Wow - what a mess. I think we're in the middle of our biggest outage recovery to date, and it's breaking everything. The good news is we're coming into some newer hardware which we'll get on line to help somehow.

See Eric's thread in the Staff Blog. He's been working overtime getting a new frankenstein machine together to act as another upload/download server and reduce the load on bruno. The scheduling server (galileo) has been choking - I just now moved all that over to bruno as well. So we may retire galileo soon, too. Jeff has been going nuts trying to track down errors in validator/assimilator code so we can get those on line as well. And our old friend "slow feeder query" is back, probably just being aggravated by the heavy load.

Gotta go..

- Matt
This one could probably go in the techincal news, but since I haven't blogged in a while, I decided to jot it down here.

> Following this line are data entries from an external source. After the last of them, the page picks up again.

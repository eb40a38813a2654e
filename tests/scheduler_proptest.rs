use chrono::{DateTime, Datelike, Duration, TimeZone, Timelike, Utc};
use chrono_tz::Tz;
use proptest::prelude::*;

use pulsecheck::db::models::CheckInConfig;
use pulsecheck::engine::scheduler;

fn config(
    interval_hours: i64,
    work_start_hour: u32,
    work_end_hour: u32,
    excluded_weekdays: Vec<u8>,
    grace_hours: Option<i64>,
) -> CheckInConfig {
    CheckInConfig {
        id: "cfg".into(),
        org_id: "default".into(),
        team_id: None,
        user_id: None,
        task_id: None,
        enabled: true,
        interval_hours,
        friction_threshold: 0.3,
        max_daily_checkins: 3,
        work_start_hour,
        work_end_hour,
        respect_timezone: true,
        excluded_weekdays,
        auto_escalate_after_missed: 3,
        escalate_to_manager: true,
        ai_suggestions_enabled: true,
        sentiment_analysis_enabled: true,
        grace_hours,
        created_at: "2026-01-01T00:00:00+00:00".into(),
        updated_at: "2026-01-01T00:00:00+00:00".into(),
    }
}

prop_compose! {
    fn arb_work_window()(start in 0u32..22)(start in Just(start), end in (start + 1)..=23u32) -> (u32, u32) {
        (start, end)
    }
}

prop_compose! {
    // At most 6 exclusions, so at least one weekday stays eligible.
    fn arb_excluded()(mask in 0u8..128) -> Vec<u8> {
        let days: Vec<u8> = (0..7).filter(|d| mask & (1 << d) != 0).collect();
        if days.len() == 7 { vec![] } else { days }
    }
}

fn arb_zone() -> impl Strategy<Value = Tz> {
    prop_oneof![
        Just(Tz::UTC),
        Just("America/New_York".parse::<Tz>().unwrap()),
        Just("Europe/Prague".parse::<Tz>().unwrap()),
        Just("Asia/Tokyo".parse::<Tz>().unwrap()),
        Just("Australia/Sydney".parse::<Tz>().unwrap()),
    ]
}

fn arb_instant() -> impl Strategy<Value = DateTime<Utc>> {
    // Whole of 2026 at minute resolution
    (0i64..365 * 24 * 60).prop_map(|minutes| {
        Utc.with_ymd_and_hms(2026, 1, 1, 0, 0, 0).unwrap() + Duration::minutes(minutes)
    })
}

proptest! {
    #[test]
    fn slot_lands_inside_work_window(
        candidate in arb_instant(),
        (start, end) in arb_work_window(),
        excluded in arb_excluded(),
        tz in arb_zone(),
    ) {
        let cfg = config(24, start, end, excluded, None);
        let slot = scheduler::next_slot(&cfg, candidate, tz);
        let local = slot.with_timezone(&tz);
        prop_assert!(local.hour() >= start, "slot {local} opens before {start}");
        prop_assert!(local.hour() < end, "slot {local} past closing hour {end}");
    }

    #[test]
    fn slot_never_lands_on_excluded_weekday(
        candidate in arb_instant(),
        (start, end) in arb_work_window(),
        excluded in arb_excluded(),
        tz in arb_zone(),
    ) {
        let cfg = config(24, start, end, excluded.clone(), None);
        let slot = scheduler::next_slot(&cfg, candidate, tz);
        let weekday = slot.with_timezone(&tz).weekday().num_days_from_monday() as u8;
        prop_assert!(!excluded.contains(&weekday));
    }

    #[test]
    fn slot_never_precedes_candidate(
        candidate in arb_instant(),
        (start, end) in arb_work_window(),
        excluded in arb_excluded(),
        tz in arb_zone(),
    ) {
        let cfg = config(24, start, end, excluded, None);
        let slot = scheduler::next_slot(&cfg, candidate, tz);
        prop_assert!(slot >= candidate - Duration::hours(1),
            "slot {slot} precedes candidate {candidate}");
        // An in-window candidate is kept exactly
        let local = candidate.with_timezone(&tz);
        let wd = local.weekday().num_days_from_monday() as u8;
        if !cfg.excluded_weekdays.contains(&wd)
            && (local.hour() as i64) >= cfg.work_start_hour as i64
            && (local.hour() as i64) < cfg.work_end_hour as i64
        {
            prop_assert_eq!(slot, candidate);
        }
    }

    #[test]
    fn next_cycle_advances_by_at_least_the_interval_or_window_roll(
        last in arb_instant(),
        interval in 1i64..72,
        (start, end) in arb_work_window(),
        tz in arb_zone(),
    ) {
        let cfg = config(interval, start, end, vec![], None);
        let activated = last - Duration::days(1);
        let slot = scheduler::compute_next(&cfg, Some(last), activated, tz);
        prop_assert!(slot >= last + Duration::hours(interval) - Duration::hours(1));
    }

    #[test]
    fn expiry_strictly_follows_slot(
        slot in arb_instant(),
        grace in proptest::option::of(1i64..48),
    ) {
        let cfg = config(24, 9, 17, vec![], grace);
        let expiry = scheduler::expiry_for(&cfg, slot);
        prop_assert!(expiry > slot);
        prop_assert_eq!(expiry - slot, Duration::hours(grace.unwrap_or(4)));
    }

    #[test]
    fn cap_window_spans_the_slot(
        slot in arb_instant(),
        tz in arb_zone(),
    ) {
        let (start, end) = scheduler::cap_window(slot, tz);
        let slot_str = slot.to_rfc3339();
        let start_dt = DateTime::parse_from_rfc3339(&start).unwrap().with_timezone(&Utc);
        let end_dt = DateTime::parse_from_rfc3339(&end).unwrap().with_timezone(&Utc);
        prop_assert!(start_dt <= slot, "window start {start} after slot {slot_str}");
        prop_assert!(slot < end_dt, "slot {slot_str} outside window end {end}");
        // Local days are 23-25 hours around DST shifts
        let span = end_dt - start_dt;
        prop_assert!(span >= Duration::hours(23) && span <= Duration::hours(25));
    }

    #[test]
    fn next_day_opening_lands_on_a_later_eligible_day(
        slot in arb_instant(),
        (start, end) in arb_work_window(),
        excluded in arb_excluded(),
        tz in arb_zone(),
    ) {
        let cfg = config(24, start, end, excluded.clone(), None);
        let next = scheduler::next_day_opening(&cfg, slot, tz);
        prop_assert!(next > slot);
        let local = next.with_timezone(&tz);
        let wd = local.weekday().num_days_from_monday() as u8;
        prop_assert!(!excluded.contains(&wd));
        prop_assert!(local.date_naive() > slot.with_timezone(&tz).date_naive());
    }
}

Following the large outage, bruno's been having some problems keeping up. Lots of dropped connections. I guess most of you noticed that. It's not a lack of hardware this time, just an over-abundance of connection attempts.

Some of the dropped connections were local file-server connections, which causes some of the http processes to wait around which causes more dropped connections. Changing some of the TCP tuning parameters helped, but didn't solve the problem.

We did some brain storming before the outage and have come up with some tactics to combat these issues.

We're setting up our router to proxy the SYN/ACK handshakes. That way if we are flooded, the connections will be dropped before they get to bruno. That'll in turn prevent the NFS connections from getting dropped.

We're also getting rid of some configuration remnants from earlier BOINC server code. Currently bruno handles all of the incoming connections and forwards them to other machines when appropriate for uploads and downloads. We can designate other machines as upload or download handlers so that bruno won't have to touch those connections at all.

If that's not enough, we'll set up web servers on some of the other machines and get back to round robin DNS for the upload and download servers.

Well, that's enough typing for now. This weekend, one of my fingers had an unfortunate meeting with the leading edge of a 120mm fan blade inside a server case. Fortunately the fan blade broke and it doesn't look like I'll lose the fingernail. I've learned my lesson, always approach case fans from the trailing edge.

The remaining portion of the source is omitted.